> [WORK INSTRUCTION] Across the records below, report how many lines include the word "Some", stating the number alone.

****

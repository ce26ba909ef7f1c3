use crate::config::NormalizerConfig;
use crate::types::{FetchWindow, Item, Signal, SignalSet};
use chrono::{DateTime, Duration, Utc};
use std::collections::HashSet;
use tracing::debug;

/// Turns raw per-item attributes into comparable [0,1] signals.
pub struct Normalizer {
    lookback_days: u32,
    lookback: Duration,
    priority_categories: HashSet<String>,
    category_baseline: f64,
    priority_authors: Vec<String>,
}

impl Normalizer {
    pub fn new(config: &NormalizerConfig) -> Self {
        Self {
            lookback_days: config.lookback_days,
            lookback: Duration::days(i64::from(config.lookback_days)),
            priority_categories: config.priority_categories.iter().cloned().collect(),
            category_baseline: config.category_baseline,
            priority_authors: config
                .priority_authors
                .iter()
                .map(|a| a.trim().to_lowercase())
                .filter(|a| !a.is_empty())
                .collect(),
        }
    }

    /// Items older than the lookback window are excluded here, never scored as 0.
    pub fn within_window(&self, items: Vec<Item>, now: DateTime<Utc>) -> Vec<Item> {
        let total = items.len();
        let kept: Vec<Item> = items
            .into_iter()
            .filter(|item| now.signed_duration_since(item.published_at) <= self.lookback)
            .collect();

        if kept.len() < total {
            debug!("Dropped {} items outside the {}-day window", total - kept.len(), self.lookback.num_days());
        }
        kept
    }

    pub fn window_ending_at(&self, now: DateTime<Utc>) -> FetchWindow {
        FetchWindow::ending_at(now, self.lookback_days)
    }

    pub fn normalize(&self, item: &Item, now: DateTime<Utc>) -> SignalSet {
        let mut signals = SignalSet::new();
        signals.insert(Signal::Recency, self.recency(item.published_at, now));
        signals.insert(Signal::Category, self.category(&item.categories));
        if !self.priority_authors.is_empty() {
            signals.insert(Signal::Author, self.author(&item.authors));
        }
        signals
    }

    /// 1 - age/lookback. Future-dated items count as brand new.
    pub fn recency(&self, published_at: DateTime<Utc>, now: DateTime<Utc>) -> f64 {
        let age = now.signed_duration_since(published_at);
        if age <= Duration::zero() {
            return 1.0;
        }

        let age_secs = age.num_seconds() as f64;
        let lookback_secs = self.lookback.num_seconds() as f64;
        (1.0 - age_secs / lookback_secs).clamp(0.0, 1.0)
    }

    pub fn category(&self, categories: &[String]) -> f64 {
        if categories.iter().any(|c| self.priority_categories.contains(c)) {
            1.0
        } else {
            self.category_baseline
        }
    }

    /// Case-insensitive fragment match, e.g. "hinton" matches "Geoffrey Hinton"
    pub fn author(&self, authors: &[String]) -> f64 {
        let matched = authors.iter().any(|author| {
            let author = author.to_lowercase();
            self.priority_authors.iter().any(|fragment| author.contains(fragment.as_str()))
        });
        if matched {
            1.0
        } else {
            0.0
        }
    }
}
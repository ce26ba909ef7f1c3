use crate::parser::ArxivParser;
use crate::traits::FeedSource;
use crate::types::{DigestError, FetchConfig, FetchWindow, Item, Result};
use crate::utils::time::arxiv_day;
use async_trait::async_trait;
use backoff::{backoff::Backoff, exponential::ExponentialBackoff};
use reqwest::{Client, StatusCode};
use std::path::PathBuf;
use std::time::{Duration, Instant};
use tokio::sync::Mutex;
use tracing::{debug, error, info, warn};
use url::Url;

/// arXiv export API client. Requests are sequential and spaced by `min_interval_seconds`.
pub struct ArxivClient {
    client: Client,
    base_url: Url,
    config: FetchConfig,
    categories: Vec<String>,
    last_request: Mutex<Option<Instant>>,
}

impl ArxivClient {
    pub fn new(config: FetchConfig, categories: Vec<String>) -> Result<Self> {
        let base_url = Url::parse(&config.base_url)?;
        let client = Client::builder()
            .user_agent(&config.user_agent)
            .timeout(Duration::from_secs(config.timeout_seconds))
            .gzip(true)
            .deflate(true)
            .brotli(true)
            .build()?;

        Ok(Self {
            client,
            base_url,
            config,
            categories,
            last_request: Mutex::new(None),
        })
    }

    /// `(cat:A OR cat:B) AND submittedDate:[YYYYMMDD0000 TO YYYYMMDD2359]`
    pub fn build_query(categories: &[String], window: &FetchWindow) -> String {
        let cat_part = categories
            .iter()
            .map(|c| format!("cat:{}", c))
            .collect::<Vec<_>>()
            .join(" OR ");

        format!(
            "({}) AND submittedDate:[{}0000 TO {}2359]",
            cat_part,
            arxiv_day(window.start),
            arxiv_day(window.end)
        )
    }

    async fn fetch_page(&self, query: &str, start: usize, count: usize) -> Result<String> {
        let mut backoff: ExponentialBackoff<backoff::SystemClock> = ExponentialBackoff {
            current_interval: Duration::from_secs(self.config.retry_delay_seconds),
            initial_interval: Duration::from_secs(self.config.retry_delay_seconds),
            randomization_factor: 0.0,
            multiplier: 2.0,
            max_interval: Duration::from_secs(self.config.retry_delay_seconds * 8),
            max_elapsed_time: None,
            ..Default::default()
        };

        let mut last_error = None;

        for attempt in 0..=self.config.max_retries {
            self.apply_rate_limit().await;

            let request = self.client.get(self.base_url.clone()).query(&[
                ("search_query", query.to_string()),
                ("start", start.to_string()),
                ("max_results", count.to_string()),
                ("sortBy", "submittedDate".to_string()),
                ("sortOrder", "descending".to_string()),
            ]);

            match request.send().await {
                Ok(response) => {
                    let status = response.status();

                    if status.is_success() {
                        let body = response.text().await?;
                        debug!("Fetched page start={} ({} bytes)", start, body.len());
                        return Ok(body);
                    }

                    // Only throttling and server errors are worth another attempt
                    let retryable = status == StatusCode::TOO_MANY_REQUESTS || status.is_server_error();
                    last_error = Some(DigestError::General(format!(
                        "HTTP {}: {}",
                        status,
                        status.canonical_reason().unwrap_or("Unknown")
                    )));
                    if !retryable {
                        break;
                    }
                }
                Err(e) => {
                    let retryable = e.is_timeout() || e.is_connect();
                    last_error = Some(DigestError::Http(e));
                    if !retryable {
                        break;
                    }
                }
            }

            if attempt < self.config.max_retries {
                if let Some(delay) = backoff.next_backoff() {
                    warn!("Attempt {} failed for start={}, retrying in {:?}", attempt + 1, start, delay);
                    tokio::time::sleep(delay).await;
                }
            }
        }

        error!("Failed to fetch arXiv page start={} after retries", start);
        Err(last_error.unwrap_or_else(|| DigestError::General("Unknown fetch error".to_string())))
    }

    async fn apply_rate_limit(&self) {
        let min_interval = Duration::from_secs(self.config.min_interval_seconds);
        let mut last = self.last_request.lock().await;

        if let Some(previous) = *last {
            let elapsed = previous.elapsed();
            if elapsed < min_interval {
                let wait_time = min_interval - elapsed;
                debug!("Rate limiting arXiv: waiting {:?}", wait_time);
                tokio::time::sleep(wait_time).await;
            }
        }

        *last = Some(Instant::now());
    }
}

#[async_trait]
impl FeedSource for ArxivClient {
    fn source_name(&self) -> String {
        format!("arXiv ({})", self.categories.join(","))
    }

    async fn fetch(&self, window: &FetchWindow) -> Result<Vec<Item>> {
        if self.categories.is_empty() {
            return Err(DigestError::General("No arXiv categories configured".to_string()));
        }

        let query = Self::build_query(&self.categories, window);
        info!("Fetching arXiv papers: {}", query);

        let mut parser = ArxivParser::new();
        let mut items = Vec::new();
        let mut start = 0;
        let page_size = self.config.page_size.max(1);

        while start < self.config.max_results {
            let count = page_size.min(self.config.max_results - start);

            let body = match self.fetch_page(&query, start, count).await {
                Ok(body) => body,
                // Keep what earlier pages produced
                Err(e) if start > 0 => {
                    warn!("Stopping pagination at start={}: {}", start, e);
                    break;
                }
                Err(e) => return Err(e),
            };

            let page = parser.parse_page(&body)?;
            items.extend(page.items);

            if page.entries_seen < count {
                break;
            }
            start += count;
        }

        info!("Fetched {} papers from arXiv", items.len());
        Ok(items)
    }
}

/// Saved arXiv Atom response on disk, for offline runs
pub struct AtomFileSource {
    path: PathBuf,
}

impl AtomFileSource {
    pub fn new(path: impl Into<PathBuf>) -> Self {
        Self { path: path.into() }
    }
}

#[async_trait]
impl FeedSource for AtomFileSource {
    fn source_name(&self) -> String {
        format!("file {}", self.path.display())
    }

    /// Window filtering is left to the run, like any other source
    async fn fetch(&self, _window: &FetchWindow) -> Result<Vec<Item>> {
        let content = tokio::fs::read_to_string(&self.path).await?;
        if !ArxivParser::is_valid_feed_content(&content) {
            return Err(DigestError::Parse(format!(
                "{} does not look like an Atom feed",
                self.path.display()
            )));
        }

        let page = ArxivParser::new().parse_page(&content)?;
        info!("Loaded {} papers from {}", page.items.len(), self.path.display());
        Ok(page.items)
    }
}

****

> [TASK SOLUTION] 5